The task: In the records below, the line with "pending cars resident." opens the range and the line with "pub fn insert(&mut" closes it; print that range exactly and nothing else.

======== Data ========

//! Flat section list for the single-level builder.
//!
//! Unlike the nested page tree, sections carry an explicit `order`. The list
//! is kept sorted by it, and every operation renumbers `order` to `0..N-1`.

use log::debug;
use pb_core::id::NodeId;
use pb_core::model::{Props, SectionInstance};
use serde::{Deserialize, Serialize};

#[derive(Debug, Clone, Default, PartialEq, Serialize, Deserialize)]
#[serde(transparent)]
pub struct SectionList {
    sections: Vec<SectionInstance>,
}

impl SectionList {
    pub fn new() -> Self {
        Self::default()
    }

    /// Adopt sections from storage. Sorted by their stored `order` (ties keep
    /// input order), then renumbered.
    pub fn from_sections(mut sections: Vec<SectionInstance>) -> Self {
        sections.sort_by_key(|s| s.order);
        let mut list = Self { sections };
        list.renumber();
        list
    }

    pub fn sections(&self) -> &[SectionInstance] {
        &self.sections
    }

    pub fn len(&self) -> usize {
        self.sections.len()
    }

    pub fn is_empty(&self) -> bool {
        self.sections.is_empty()
    }

    pub fn get(&self, id: NodeId) -> Option<&SectionInstance> {
        self.sections.iter().find(|s| s.id == id)
    }

    /// Sections shown on the published page.
    pub fn visible(&self) -> impl Iterator<Item = &SectionInstance> {
        self.sections.iter().filter(|s| s.visible)
    }

    fn position(&self, id: NodeId) -> Option<usize> {
        self.sections.iter().position(|s| s.id == id)
    }

    /// Insert a new section at `index` (clamped) and return its id.
    pub fn add(&mut self, kind: &str, index: usize, props: Props) -> NodeId {
        let id = NodeId::fresh(kind);
        let at = index.min(self.sections.len());
        self.sections.insert(
            at,
            SectionInstance {
                id,
                kind: kind.to_string(),
                order: 0,
                props,
                visible: true,
            },
        );
        self.renumber();
        id
    }

    pub fn remove(&mut self, id: NodeId) -> Option<SectionInstance> {
        let Some(pos) = self.position(id) else {
            debug!("sections: remove of missing {id}");
            return None;
        };
        let removed = self.sections.remove(pos);
        self.renumber();
        Some(removed)
    }

    /// Copy a section (fresh id) right after the original.
    pub fn duplicate(&mut self, id: NodeId) -> Option<NodeId> {
        let pos = self.position(id)?;
        let mut copy = self.sections[pos].clone();
        copy.id = NodeId::fresh(&copy.kind);
        let copy_id = copy.id;
        self.sections.insert(pos + 1, copy);
        self.renumber();
        Some(copy_id)
    }

    /// Move the section at `from` to `to` (clamped).
    pub fn move_section(&mut self, from: usize, to: usize) -> bool {
        if from >= self.sections.len() {
            return false;
        }
        let to = to.min(self.sections.len() - 1);
        if from == to {
            return false;
        }
        let section = self.sections.remove(from);
        self.sections.insert(to, section);
        self.renumber();
        true
    }

    /// Replace a section's props wholesale.
    pub fn update(&mut self, id: NodeId, props: Props) -> bool {
        let Some(pos) = self.position(id) else {
            return false;
        };
        self.sections[pos].props = props;
        self.renumber();
        true
    }

    pub fn set_visible(&mut self, id: NodeId, visible: bool) -> bool {
        let Some(pos) = self.position(id) else {
            return false;
        };
        self.sections[pos].visible = visible;
        self.renumber();
        true
    }

    fn renumber(&mut self) {
        for (i, section) in self.sections.iter_mut().enumerate() {
            section.order = i as u32;
        }
    }
}
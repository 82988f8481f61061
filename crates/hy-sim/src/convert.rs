//! Moving vehicles between the continuum and the discrete representation.
//!
//! Micro → macro splats each car's footprint onto the cells it overlaps;
//! coverage becomes density and coverage-weighted velocity becomes the
//! cell velocity.  Macro → micro draws car positions from an inhomogeneous
//! Poisson process whose intensity follows the cell densities.

use hy_arz::{EPSILON, Equilibrium, FullQ, Q};
use hy_core::{CarGeometry, CarId, SimRng};
use hy_micro::{Car, PiecewiseIntensity, poisson_points};

use crate::MacroLane;

/// Cells of width `h` covering `[0, n·h]` with the footprints of `cars`
/// on a lane of `length` metres.
///
/// Footprints are shifted to lie within the lane, so every car adds
/// exactly one car length of mass when `n·h = length`.
pub fn splat<'a>(
    cars: impl IntoIterator<Item = &'a Car>,
    length: f64,
    h: f64,
    n: usize,
    geometry: &CarGeometry,
    eq: &Equilibrium,
) -> Vec<Q> {
    let mut coverage = vec![0.0; n];
    let mut momentum = vec![0.0; n];
    let extent = n as f64 * h;

    for car in cars {
        let rear = (car.distance_along(length) + geometry.rear_bumper_offset())
            .clamp(0.0, (length - geometry.length).max(0.0));
        let front = rear + geometry.length;
        if rear >= extent {
            continue;
        }
        let first = ((rear / h) as usize).min(n - 1);
        let last = ((front / h) as usize).min(n - 1);
        for i in first..=last {
            let lo = (i as f64 * h).max(rear);
            let hi = ((i + 1) as f64 * h).min(front);
            if hi > lo {
                coverage[i] += hi - lo;
                momentum[i] += (hi - lo) * car.velocity;
            }
        }
    }

    coverage
        .iter()
        .zip(&momentum)
        .map(|(&cov, &mom)| fill_y(cov / h, if cov > 0.0 { mom / cov } else { 0.0 }, eq))
        .collect()
}

/// Conserved state for a density and velocity, clamped to the valid domain.
#[inline]
pub fn fill_y(rho: f64, u: f64, eq: &Equilibrium) -> Q {
    if rho <= 0.0 {
        return Q::ZERO;
    }
    Q::from_rho_u(rho.min(1.0), u, eq).fixed()
}

/// One cell of width `width` at the start of a micro lane, as seen by a
/// macro lane feeding into it.
pub fn mirror_start<'a>(
    cars: impl IntoIterator<Item = &'a Car>,
    length: f64,
    width: f64,
    geometry: &CarGeometry,
    eq: &Equilibrium,
) -> FullQ {
    let width = width.min(length);
    let cell = splat(cars, length, width, 1, geometry, eq)[0];
    FullQ::from_q(cell, eq)
}

/// Cars standing in for the density of `lane`.
///
/// The lane's vehicle count, `Σρh / car_length` rounded, is the quota.  The
/// Poisson intensity `ρ / (car_length (1 − ρ))` per cell makes the mean gap
/// of a process with one-car-length exclusion match the cell density;
/// should the draw still fall short of the quota, the remaining cars go in
/// the middle of the widest free gaps.  Every footprint lies on the lane.
pub fn sample_cars(
    lane: &MacroLane,
    length: f64,
    geometry: &CarGeometry,
    rng: &mut SimRng,
    next_id: &mut u64,
) -> Vec<Car> {
    let start = geometry.rear_bumper_to_axle;
    let end = length - geometry.front_bumper_offset();
    if end <= start {
        return Vec::new();
    }

    let quota = (lane.mass() / geometry.length).round() as usize;
    let intensity = PiecewiseIntensity::new(
        lane.h,
        lane.cells
            .iter()
            .map(|q| {
                let rho = q.rho.min(1.0 - EPSILON);
                rho / (geometry.length * (1.0 - rho))
            })
            .collect(),
        0.0,
    );

    let mut xs = poisson_points(start, end, quota, geometry.length, &intensity, rng);
    fill_gaps(&mut xs, quota, start, end, geometry.length);

    xs.into_iter()
        .map(|x| {
            let velocity = lane.full_q(lane.which_cell(x)).u;
            let id = CarId(*next_id);
            *next_id += 1;
            Car::new(id, x / length, velocity)
        })
        .collect()
}

/// Insert points into sorted `xs` until there are `quota`, each at the
/// middle of the widest interval of `[lo, hi]` that keeps `sep` from every
/// existing point.  Stops early when no such interval is left.
pub(crate) fn fill_gaps(xs: &mut Vec<f64>, quota: usize, lo: f64, hi: f64, sep: f64) {
    while xs.len() < quota {
        let mut best: Option<(f64, f64)> = None;
        for i in 0..=xs.len() {
            let a = if i == 0 { lo } else { xs[i - 1] + sep };
            let b = if i < xs.len() { xs[i] - sep } else { hi };
            if b >= a && best.is_none_or(|(s, e)| b - a > e - s) {
                best = Some((a, b));
            }
        }
        let Some((a, b)) = best else {
            break;
        };
        let x = 0.5 * (a + b);
        let at = xs.partition_point(|&p| p < x);
        xs.insert(at, x);
    }
}
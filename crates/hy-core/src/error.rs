//! Framework error type.
//!
//! Sub-crates define their own error enums and wrap `HyError` as one variant
//! where they need configuration or I/O failures from this crate.

use thiserror::Error;

/// The top-level error type for `hy-core`.
#[derive(Debug, Error)]
pub enum HyError {
    #[error("configuration error: {0}")]
    Config(String),

    #[error("JSON error: {0}")]
    Json(#[from] serde_json::Error),

    #[error("I/O error: {0}")]
    Io(#[from] std::io::Error),
}

/// Shorthand result type for `hy-core`.
pub type HyResult<T> = Result<T, HyError>;
//! `SimOutputObserver<W>` — bridges `SimObserver` to an `OutputWriter`.

use hy_core::{SimClock, SimConfig};
use hy_sim::{LaneState, Payload, SimObserver};

use crate::row::{LaneSampleRow, StepSummaryRow};
use crate::writer::OutputWriter;
use crate::{OutputError, OutputResult};

/// A [`SimObserver`] that writes lane samples and step summaries to any
/// [`OutputWriter`] backend.
///
/// Errors from the writer are stored internally because `SimObserver`
/// methods have no return value.  After `sim.run()` returns, check for
/// errors with [`take_error`][Self::take_error].
pub struct SimOutputObserver<W: OutputWriter> {
    writer:     W,
    car_length: f64,
    last_error: Option<OutputError>,
}

impl<W: OutputWriter> SimOutputObserver<W> {
    /// Create an observer backed by `writer`; `config` supplies the car
    /// length that converts density to vehicles.
    pub fn new(writer: W, config: &SimConfig) -> Self {
        Self { writer, car_length: config.car.length, last_error: None }
    }

    /// Take the stored write error (if any) after `sim.run()` returns.
    pub fn take_error(&mut self) -> Option<OutputError> {
        self.last_error.take()
    }

    /// Unwrap the inner writer.
    pub fn into_writer(self) -> W {
        self.writer
    }

    fn store_err(&mut self, result: OutputResult<()>) {
        if let Err(e) = result {
            // Keep only the first error.
            if self.last_error.is_none() {
                self.last_error = Some(e);
            }
        }
    }
}

/// Aggregate one lane into a sample row.
pub fn sample_lane(clock: &SimClock, lane: &LaneState, car_length: f64) -> LaneSampleRow {
    let vehicles = lane.vehicles(car_length);
    let mean_speed = match &lane.payload {
        Payload::Macro(m) => {
            let (mass, momentum) = m.cells.iter().fold((0.0, 0.0), |(mass, momentum), q| {
                (mass + q.rho, momentum + q.rho * m.eq.u(q.rho, q.y))
            });
            if mass > 0.0 { momentum / mass } else { lane.speed_limit() }
        }
        Payload::Micro(m) if !m.current.is_empty() => {
            m.current.iter().map(|c| c.velocity).sum::<f64>() / m.current.len() as f64
        }
        Payload::Micro(_) => lane.speed_limit(),
    };
    LaneSampleRow {
        step: clock.steps,
        time: clock.time,
        lane: lane.id.0,
        fidelity: lane.fidelity(),
        vehicles,
        density: (vehicles * car_length / lane.length).min(1.0),
        mean_speed,
    }
}

impl<W: OutputWriter> SimObserver for SimOutputObserver<W> {
    fn on_step_end(&mut self, clock: &SimClock, dt: f64) {
        let row = StepSummaryRow { step: clock.steps, time: clock.time, dt };
        let result = self.writer.write_step_summary(&row);
        self.store_err(result);
    }

    fn on_snapshot(&mut self, clock: &SimClock, lanes: &[LaneState]) {
        let rows: Vec<LaneSampleRow> =
            lanes.iter().map(|lane| sample_lane(clock, lane, self.car_length)).collect();

        if !rows.is_empty() {
            let result = self.writer.write_lane_samples(&rows);
            self.store_err(result);
        }
    }

    fn on_sim_end(&mut self, _clock: &SimClock) {
        let result = self.writer.finish();
        self.store_err(result);
    }
}
//! `hy-output` — simulation output writers for the hybrid traffic engine.
//!
//! Two backends are provided:
//!
//! | Feature   | Backend | Files created                              |
//! |-----------|---------|--------------------------------------------|
//! | *(none)*  | CSV     | `lane_samples.csv`, `step_summaries.csv`   |
//! | `sqlite`  | SQLite  | `output.db`                                |
//!
//! Both implement [`OutputWriter`] and are driven by [`SimOutputObserver`],
//! which implements `hy_sim::SimObserver`.
//!
//! # Usage
//!
//! ```rust,ignore
//! use hy_output::{CsvWriter, SimOutputObserver};
//!
//! let writer = CsvWriter::new(Path::new("./output"))?;
//! let mut obs = SimOutputObserver::new(writer, &sim.config);
//! sim.run(1_000, &mut obs)?;
//! if let Some(e) = obs.take_error() {
//!     eprintln!("output error: {e}");
//! }
//! ```

pub mod csv;
pub mod error;
pub mod observer;
pub mod row;
pub mod writer;

#[cfg(feature = "sqlite")]
pub mod sqlite;


pub use csv::CsvWriter;
pub use error::{OutputError, OutputResult};
pub use observer::SimOutputObserver;
pub use row::{LaneSampleRow, StepSummaryRow};
pub use writer::OutputWriter;

#[cfg(feature = "sqlite")]
pub use sqlite::SqliteWriter;
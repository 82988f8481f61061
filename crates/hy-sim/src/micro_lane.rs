//! Discrete lane payload.

use serde::{Deserialize, Serialize};

use hy_micro::Car;

/// Double-buffered car lists.
///
/// `current` is sorted by position, ascending.  During a step cars are
/// moved out of `current` and pushed into the `next` buffer of whichever
/// lane they end up on; [`MicroLane::swap`] merges the buffers once every
/// lane has finished.
#[derive(Clone, Debug, Default, PartialEq, Serialize, Deserialize)]
pub struct MicroLane {
    pub current: Vec<Car>,
    pub next:    Vec<Car>,
}

impl MicroLane {
    pub fn new() -> Self {
        Self::default()
    }

    pub fn with_cars(mut cars: Vec<Car>) -> Self {
        sort_cars(&mut cars);
        Self { current: cars, next: Vec::new() }
    }

    /// Resident plus pending cars.
    #[inline]
    pub fn len(&self) -> usize {
        self.current.len() + self.next.len()
    }

    #[inline]
    pub fn is_empty(&self) -> bool {
        self.current.is_empty() && self.next.is_empty()
    }

    #[inline]
    pub fn occupied(&self) -> bool {
        !self.is_empty()
    }

    /// Make pending cars resident.
    pub fn swap(&mut self) {
        self.current.append(&mut self.next);
        sort_cars(&mut self.current);
    }

    /// Insert a car into `current`, keeping it sorted.
    pub fn insert(&mut self, car: Car) {
        let at = self.current.partition_point(|c| c.position <= car.position);
        self.current.insert(at, car);
    }

    /// Index in `current` of the first car strictly ahead of `position`.
    #[inline]
    pub fn first_ahead(&self, position: f64) -> usize {
        self.current.partition_point(|c| c.position <= position)
    }

    /// Smallest position among resident and pending cars.
    pub fn rearmost(&self) -> Option<&Car> {
        self.current
            .iter()
            .chain(self.next.iter())
            .min_by(|a, b| a.position.total_cmp(&b.position))
    }
}

/// Position order, ties broken by id so the order is reproducible.
pub(crate) fn sort_cars(cars: &mut [Car]) {
    cars.sort_by(|a, b| a.position.total_cmp(&b.position).then(a.id.cmp(&b.id)));
}
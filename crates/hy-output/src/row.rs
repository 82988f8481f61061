//! Plain data row types written by output backends.

use hy_sim::Fidelity;

/// Aggregate state of one lane at a snapshot step.
#[derive(Debug, Clone, Copy, PartialEq)]
pub struct LaneSampleRow {
    pub step:       u64,
    /// Simulated seconds.
    pub time:       f64,
    pub lane:       u32,
    pub fidelity:   Fidelity,
    /// Fractional on macro lanes.
    pub vehicles:   f64,
    /// Fraction of the lane covered by vehicles, in `[0, 1]`.
    pub density:    f64,
    /// Density-weighted mean velocity in m/s; the speed limit on an empty lane.
    pub mean_speed: f64,
}

/// Summary of one simulation step.
#[derive(Debug, Clone, Copy, PartialEq)]
pub struct StepSummaryRow {
    pub step: u64,
    pub time: f64,
    pub dt:   f64,
}

/// Column value used for a fidelity by every backend.
pub fn fidelity_label(fidelity: Fidelity) -> &'static str {
    match fidelity {
        Fidelity::Macro => "macro",
        Fidelity::Micro => "micro",
    }
}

========

Reply:
    /// Make pending cars resident.
    pub fn swap(&mut self) {
        self.current.append(&mut self.next);
        sort_cars(&mut self.current);
    }

    /// Insert a car into `current`, keeping it sorted.
    pub fn insert(&mut self, car: Car) {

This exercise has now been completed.